Aristotele nella Politica, che è un trattato intorno allo Stato, esprime questo concetto: "Se per gustare la musica si dovesse essere esperti di studi musicali, allora anche chiunque si compiace di cibi squisiti dovrebbe saperli preparare". Si tratta di un'affermazione paradossale, in quanto nella società greca esisteva la figura del cuoco a pagamento e a domicilio, e quindi chi voleva gustare cibi squisiti non necessariamente doveva anche saperli preparare. Con questa affermazione Aristotele intendeva dire che non è necessario conoscere la musica da un punto di vista tecnico per provare piacere, e voleva distinguere la partecipazione interiore alle esecuzioni musicali dalla capacità di fare musica; e questo era un concetto del tutto nuovo per i Greci.

Anche a questo proposito possiamo istituire un allarmante paragone con l'attualità. Ormai nel nostro tempo la pratica della musica per chi non se ne occupa professionalmente è decaduta.

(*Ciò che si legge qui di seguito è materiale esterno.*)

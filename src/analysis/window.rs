/// Window selection for dashboard queries.
///
/// Translates the `period` query parameter ("1h", "24h", ...) or explicit
/// start/end bounds into a concrete half-open `Window`.
///
/// # Clock injection
/// `select_window` takes `now` as a parameter and never calls
/// `Utc::now()` itself.

use chrono::{DateTime, Duration, Utc};
use std::fmt;
use std::str::FromStr;

use crate::model::{AnalysisError, Window};

// ---------------------------------------------------------------------------
// Period tokens
// ---------------------------------------------------------------------------

/// The fixed set of look-back periods offered by the dashboard.
#[derive(Debug, Clone, Copy, PartialEq, Eq)]
pub enum Period {
    OneHour,
    SixHours,
    OneDay,
    SevenDays,
    ThirtyDays,
}

impl Period {
    pub const ALL: [Period; 5] = [
        Period::OneHour,
        Period::SixHours,
        Period::OneDay,
        Period::SevenDays,
        Period::ThirtyDays,
    ];

    pub fn token(&self) -> &'static str {
        match self {
            Period::OneHour => "1h",
            Period::SixHours => "6h",
            Period::OneDay => "24h",
            Period::SevenDays => "7d",
            Period::ThirtyDays => "30d",
        }
    }

    pub fn duration(&self) -> Duration {
        match self {
            Period::OneHour => Duration::hours(1),
            Period::SixHours => Duration::hours(6),
            Period::OneDay => Duration::hours(24),
            Period::SevenDays => Duration::days(7),
            Period::ThirtyDays => Duration::days(30),
        }
    }
}

impl fmt::Display for Period {
    fn fmt(&self, f: &mut fmt::Formatter<'_>) -> fmt::Result {
        write!(f, "{}", self.token())
    }
}

impl FromStr for Period {
    type Err = AnalysisError;

    fn from_str(s: &str) -> Result<Self, Self::Err> {
        Period::ALL
            .into_iter()
            .find(|p| p.token() == s)
            .ok_or_else(|| AnalysisError::InvalidWindowSpec(format!("unknown period '{}'", s)))
    }
}

// ---------------------------------------------------------------------------
// Window specs
// ---------------------------------------------------------------------------

/// What the caller asked for: a look-back period ending at `now`, or
/// explicit bounds.
#[derive(Debug, Clone, Copy, PartialEq, Eq)]
pub enum WindowSpec {
    Period(Period),
    Explicit { start: DateTime<Utc>, end: DateTime<Utc> },
}

impl WindowSpec {
    /// Parses a raw period token, e.g. the `period` query parameter.
    pub fn parse(token: &str) -> Result<Self, AnalysisError> {
        token.parse().map(WindowSpec::Period)
    }
}

/// Resolves a `WindowSpec` against `now`.
///
/// A period yields `[now - duration, now)`. Explicit bounds are returned
/// as-is and must satisfy `start < end`.
pub fn select_window(spec: &WindowSpec, now: DateTime<Utc>) -> Result<Window, AnalysisError> {
    match *spec {
        WindowSpec::Period(period) => Ok(Window {
            start: now - period.duration(),
            end: now,
        }),
        WindowSpec::Explicit { start, end } => {
            if start >= end {
                return Err(AnalysisError::InvalidWindowSpec(format!(
                    "start {} is not before end {}",
                    start.to_rfc3339(),
                    end.to_rfc3339()
                )));
            }
            Ok(Window { start, end })
        }
    }
}

/// Convenience wrapper for route handlers that only have the raw token.
pub fn select_window_from_token(token: &str, now: DateTime<Utc>) -> Result<Window, AnalysisError> {
    select_window(&WindowSpec::parse(token)?, now)
}

// ---------------------------------------------------------------------------
// Tests
// ---------------------------------------------------------------------------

E questo è uno dei danni che la specializzazione del sapere e della cultura ha portato al nostro tempo: un danno che non è soltanto di natura estetica, ma anche di natura etica e conoscitiva.

Ritornando ad Aristotele, scartiamo la sua paradossale affermazione che non è necessario essere esperti di studi musicali per gustare la musica. Infatti se accettassimo questo discorso, la nostra indagine finirebbe subito. Con l'opinione di Aristotele, scartiamo anche la gastronomia che ero tentato di aggiungere come quinto argomento alla nostra tematica, argomento quanto mai allietante, ma forse un po' marginale. Non scarteremo, tuttavia, l'alimentazione e la dieta, perché esse rientreranno con la medicina nel nostro discorso; e ricorreremo di nuovo ad Aristotele per affrontare quella dimensione seria del discorso sulla musica che oppone al piacere, alla hedoné della musica, la paideia, ossia la sua funzione educativa.

2. PLATONE E LA MUSICA

Platone, nelle Leggi, la sua ultima opera che è anche la più complessa, la più ardua, la più ampia, quella in cui egli tenta di istituire in maniera più precisa un rapporto tra la dimensione metafisica e la dimensione sociale e politica dell'esistenza, dice: "Quelli che chiamiamo canti hanno lo scopo di insinuare nell'anima un costume che si mantenga nell'ordine della legge". La musica, per Platone, ha una funzione morale e politica. L'ordine della legge garantisce la struttura politica e la musica "insegna" la legge, secondo un concetto ampiamente condiviso dalla cultura greca precedente.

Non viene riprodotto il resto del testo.